El sector no cuenta con reductores de velocidad. Allí, el interno 173 de la Línea 532 viró, se despistó y trepó directamente sobre la vereda, arrasando con las estructuras y refugios. Fue al atardecer, un momento de intenso movimiento en la zona.
Si bien las primeras versiones de los testigos hablaban de un ingreso a alta velocidad, la hipótesis principal que maneja por estas horas el fiscal de Delitos Culposos, Germán Vera Tapia -aún a la espera de las pericias accidentológicas; se llevarán adelante el viernes-, apunta a un desperfecto mecánico.
Esta línea investigativa se vio reforzada por el testimonio de varios pasajeros que viajaban en la unidad. Según declararon, el chofer «venía volanteando» en los instantes previos debido a que la unidad ya no le respondía, y aseguraron que el colectivo no circulaba rápido al momento del impacto.
En medio de las fuertes críticas por el estado de la flota del transporte público, la Municipalidad de General Pueyrredon emitió un comunicado este mediodía con el detalle técnico del vehículo.

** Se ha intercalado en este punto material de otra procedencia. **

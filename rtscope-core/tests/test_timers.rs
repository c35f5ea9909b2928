//! 仮想タイマのデルタリスト走査のテスト

use rtscope_core::{
    read_timers, Corruption, KernelLayout, ReplaySession, SessionError, TimerListError,
    TimerRecord,
};

const VTLIST: u64 = 0x2000_0100;

fn field(node: u64, member: &str) -> String {
    KernelLayout::default().timer_field(node, member)
}

fn timer_at(i: usize) -> u64 {
    0x2000_2000 + 0x40 * i as u64
}

/// ヘッドと `count` 個のタイマからなる正しいデルタリストを作る
fn delta_list(count: usize) -> ReplaySession {
    let mut session = ReplaySession::new().with_value("(uint32_t)&vtlist", format!("{:#x}", VTLIST));

    let ring: Vec<u64> = std::iter::once(VTLIST)
        .chain((0..count).map(timer_at))
        .collect();
    for (i, &node) in ring.iter().enumerate() {
        let next = ring[(i + 1) % ring.len()];
        let prev = ring[(i + ring.len() - 1) % ring.len()];
        session.set_value(field(node, "vt_next"), next.to_string());
        session.set_value(field(node, "vt_prev"), prev.to_string());
    }

    for i in 0..count {
        let node = timer_at(i);
        session.set_value(field(node, "vt_time"), (5 * (i + 1)).to_string());
        session.set_value(field(node, "vt_func"), format!("0x{:x} <timer_cb>", 0x0800_0100 + i));
        session.set_value(field(node, "vt_par"), node.to_string());
    }

    session
}

#[test]
fn test_walk_returns_every_timer_in_order() {
    for count in [1, 2, 6] {
        let mut session = delta_list(count);
        let timers = read_timers(&mut session, &KernelLayout::default())
            .unwrap()
            .unwrap();

        let expected: Vec<u64> = (0..count).map(timer_at).collect();
        assert_eq!(timers.keys().copied().collect::<Vec<_>>(), expected);
    }
}

#[test]
fn test_timer_fields() {
    let mut session = delta_list(2);
    let timers = read_timers(&mut session, &KernelLayout::default())
        .unwrap()
        .unwrap();

    assert_eq!(
        timers.get(&timer_at(1)),
        Some(&TimerRecord {
            address: timer_at(1),
            delta: 10,
            func: 0x0800_0101,
            par: timer_at(1),
        })
    );
}

#[test]
fn test_mandatory_field_failure_aborts() {
    for member in ["vt_time", "vt_func", "vt_par"] {
        let mut session = delta_list(3);
        let expr = field(timer_at(1), member);
        session.remove_value(&expr);

        assert_eq!(
            read_timers(&mut session, &KernelLayout::default()),
            Err(TimerListError::Session(SessionError::EvaluationFailed {
                expr: expr.clone()
            }))
        );
        // 失敗したノードの先は読まない
        assert!(!session
            .transcript()
            .contains(&field(timer_at(2), "vt_prev")));
    }
}

#[test]
fn test_malformed_field_value() {
    let mut session = delta_list(1);
    session.set_value(field(timer_at(0), "vt_time"), "<optimized out>");

    assert!(matches!(
        read_timers(&mut session, &KernelLayout::default()),
        Err(TimerListError::Session(SessionError::Malformed { .. }))
    ));
}

#[test]
fn test_back_link_mismatch() {
    let mut session = delta_list(2);
    session.set_value(field(VTLIST, "vt_prev"), timer_at(0).to_string());

    let err = read_timers(&mut session, &KernelLayout::default()).unwrap_err();
    assert_eq!(
        err,
        TimerListError::Corrupt(Corruption::LinkMismatch {
            node: VTLIST,
            expected: timer_at(1),
            found: timer_at(0),
        })
    );
    assert!(err.to_string().contains("double linked list violation"));
}

#[test]
fn test_null_links() {
    let mut session = delta_list(2);
    session.set_value(field(timer_at(0), "vt_next"), "0");
    assert!(matches!(
        read_timers(&mut session, &KernelLayout::default()),
        Err(TimerListError::Corrupt(Corruption::NullLink { link: "vt_next", .. }))
    ));

    let mut session = delta_list(2);
    session.set_value(field(timer_at(1), "vt_prev"), "0");
    let err = read_timers(&mut session, &KernelLayout::default()).unwrap_err();
    assert!(matches!(
        err,
        TimerListError::Corrupt(Corruption::NullLink { link: "vt_prev", .. })
    ));
    assert!(err.to_string().contains("NULL pointer"));
}

#[test]
fn test_running_target_returns_none() {
    let mut session = delta_list(2);
    session.set_running(true);

    assert_eq!(read_timers(&mut session, &KernelLayout::default()), Ok(None));
}
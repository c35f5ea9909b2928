//! 走査のエラー

use rtscope_target::SessionError;
use thiserror::Error;

/// 双方向循環リストの整合性違反
#[derive(Debug, Clone, PartialEq, Eq, Error)]
pub enum Corruption {
    /// 前方または後方リンクがNULL
    #[error("NULL pointer in {link} of node {node:#x}")]
    NullLink { node: u64, link: &'static str },

    /// 後方リンクが直前に訪問したノードを指していない
    #[error("double linked list violation at node {node:#x} (expected {expected:#x}, found {found:#x})")]
    LinkMismatch { node: u64, expected: u64, found: u64 },
}

/// スレッドレジストリ走査のエラー
#[derive(Debug, Clone, PartialEq, Eq, Error)]
pub enum RegistryError {
    /// レジストリのルートシンボルが解決できない
    #[error("ChibiOS/RT not found on target (cannot resolve '{symbol}')")]
    KernelNotPresent { symbol: String, source: SessionError },

    /// レジストリのリンクメンバーが存在しない
    #[error("ChibiOS/RT registry not enabled in kernel")]
    TraceabilityDisabled { source: SessionError },

    #[error("ChibiOS/RT registry integrity check failed, {0}")]
    Corrupt(#[from] Corruption),

    #[error(transparent)]
    Session(#[from] SessionError),
}

/// 仮想タイマのデルタリスト走査のエラー
#[derive(Debug, Clone, PartialEq, Eq, Error)]
pub enum TimerListError {
    /// デルタリストのルートシンボルが解決できない
    #[error("ChibiOS/RT not found on target (cannot resolve '{symbol}')")]
    KernelNotPresent { symbol: String, source: SessionError },

    #[error("ChibiOS/RT delta list integrity check failed, {0}")]
    Corrupt(#[from] Corruption),

    #[error(transparent)]
    Session(#[from] SessionError),
}

/// トレースバッファ読み取りのエラー
#[derive(Debug, Clone, PartialEq, Eq, Error)]
pub enum TraceBufferError {
    /// トレースバッファがターゲットに存在しない
    #[error("trace buffer not found on target")]
    NotPresent { source: SessionError },

    /// リングの形状が不正
    #[error("trace buffer geometry is invalid: {reason}")]
    Geometry { reason: String },

    #[error(transparent)]
    Session(#[from] SessionError),
}
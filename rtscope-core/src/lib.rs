//! rtscope のコア機能
//!
//! このクレートは、停止中のターゲット上のカーネル構造体を式の評価だけで再構成します。
//! スレッドレジストリとタイマのデルタリストを整合性を確認しながら走査し、
//! コンテキストスイッチのトレースバッファを古い順に読み出します。

pub mod command;
pub mod errors;
pub mod expr;
pub mod inspector;
pub mod layout;
pub mod record;
pub mod registry;
pub mod state;
pub mod timers;
pub mod trace;

mod list;
mod probe;

pub use command::Command;
pub use errors::{Corruption, RegistryError, TimerListError, TraceBufferError};
pub use inspector::Inspector;
pub use layout::KernelLayout;
pub use record::{
    Field, Records, ThreadMap, ThreadName, ThreadRecord, ThreadState, TimerMap, TimerRecord,
    TraceEvent, TraceMap,
};
pub use registry::read_threads;
pub use state::{state_name, THREAD_STATES};
pub use timers::read_timers;
pub use trace::read_trace_buffer;

// 他のクレートから使用するために再エクスポート
pub use rtscope_target::{ReplaySession, SessionError, TargetSession};
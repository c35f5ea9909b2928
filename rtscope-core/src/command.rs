//! REPLコマンド

/// REPLコマンド
#[derive(Debug, Clone, PartialEq, Eq)]
pub enum Command {
    /// スレッド一覧表示
    Threads,
    /// タイマ一覧表示
    Timers,
    /// トレースバッファ表示
    Trace,
    /// ヘルプ表示
    Help,
    /// 終了
    Quit,
}

impl Command {
    /// コマンド文字列をパースする
    pub fn parse(input: &str) -> Option<Self> {
        let parts: Vec<&str> = input.split_whitespace().collect();
        if parts.len() != 1 {
            return None;
        }

        match parts[0] {
            "threads" | "th" => Some(Command::Threads),
            "timers" | "vt" => Some(Command::Timers),
            "trace" | "tb" => Some(Command::Trace),
            "help" | "h" | "?" => Some(Command::Help),
            "quit" | "q" | "exit" => Some(Command::Quit),
            _ => None,
        }
    }
}

#[cfg(test)]
mod tests {
    use super::*;

    #[test]
    fn test_parse_commands() {
        assert_eq!(Command::parse("threads"), Some(Command::Threads));
        assert_eq!(Command::parse("th"), Some(Command::Threads));
        assert_eq!(Command::parse("  vt "), Some(Command::Timers));
        assert_eq!(Command::parse("trace"), Some(Command::Trace));
        assert_eq!(Command::parse("?"), Some(Command::Help));
        assert_eq!(Command::parse("exit"), Some(Command::Quit));
    }

    #[test]
    fn test_parse_invalid_commands() {
        assert_eq!(Command::parse(""), None);
        assert_eq!(Command::parse("threads now"), None);
        assert_eq!(Command::parse("continue"), None);
    }
}
//! カーネル状態の取得を束ねる窓口

use crate::errors::{RegistryError, TimerListError, TraceBufferError};
use crate::layout::KernelLayout;
use crate::record::{ThreadMap, TimerMap, TraceMap};
use crate::{registry, timers, trace};
use rtscope_target::TargetSession;
use tracing::info_span;

/// カーネルインスペクタ
///
/// 1つのセッションを所有し、3種類の走査を直列に実行する。
pub struct Inspector<S> {
    /// ターゲットセッション
    session: S,
    /// カーネル構造体のレイアウト
    layout: KernelLayout,
}

impl<S: TargetSession> Inspector<S> {
    /// デフォルトのレイアウトでインスペクタを作成する
    pub fn new(session: S) -> Self {
        Self::with_layout(session, KernelLayout::default())
    }

    /// レイアウトを指定してインスペクタを作成する
    pub fn with_layout(session: S, layout: KernelLayout) -> Self {
        Self { session, layout }
    }

    /// スレッドレジストリを読む
    pub fn threads(&mut self) -> Result<Option<ThreadMap>, RegistryError> {
        let _span = info_span!("threads", registry = %self.layout.registry_symbol).entered();
        registry::read_threads(&mut self.session, &self.layout)
    }

    /// 仮想タイマのデルタリストを読む
    pub fn timers(&mut self) -> Result<Option<TimerMap>, TimerListError> {
        let _span = info_span!("timers", list = %self.layout.timer_list_symbol).entered();
        timers::read_timers(&mut self.session, &self.layout)
    }

    /// トレースバッファを読む
    pub fn trace(&mut self) -> Result<Option<TraceMap>, TraceBufferError> {
        let _span = info_span!("trace", buffer = %self.layout.trace_buffer_symbol).entered();
        trace::read_trace_buffer(&mut self.session, &self.layout)
    }

    /// セッションを取得する
    pub fn session(&self) -> &S {
        &self.session
    }

    /// セッションを可変参照で取得する
    pub fn session_mut(&mut self) -> &mut S {
        &mut self.session
    }

    /// レイアウトを取得する
    pub fn layout(&self) -> &KernelLayout {
        &self.layout
    }

    /// レイアウトを差し替える
    pub fn set_layout(&mut self, layout: KernelLayout) {
        self.layout = layout;
    }

    /// セッションを取り出す
    pub fn into_session(self) -> S {
        self.session
    }
}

Según la comuna, el interno 173 es un colectivo modelo 2015 que circulaba bajo una prórroga vigente otorgada mediante la Resolución N° 132/2026 de mayo último, la cual autoriza a las unidades con más de una década de antigüedad a continuar prestando servicio.
El informe oficial detalló que el micro tenía la Verificación Técnica Vehicular (VTV) aprobada el pasado 16 de abril de 2026. Por normativa provincial, el transporte público debe ser verificado cada seis meses en la planta de la ruta 88, camino a Batán. El coche también contaba con la póliza de seguro vigente hasta diciembre de este año, según indicó la comuna.
Respecto al chofer, las autoridades municipales ratificaron lo informado por fuentes judiciales: el conductor tenía su licencia de conducir profesional habilitante en regla, con vencimiento en diciembre de 2026. El hombre, de 30 años, declaró ante el fiscal Vera Tapia y sostuvo que el accidente respondió a una falla en la dirección. Continuará el proceso judicial en libertad.
La investigación judicial continúa abierta para determinar las responsabilidades penales del hecho y constatar de forma fehaciente si se trató de una falla en el sistema de dirección, lo que se presume en estas horas.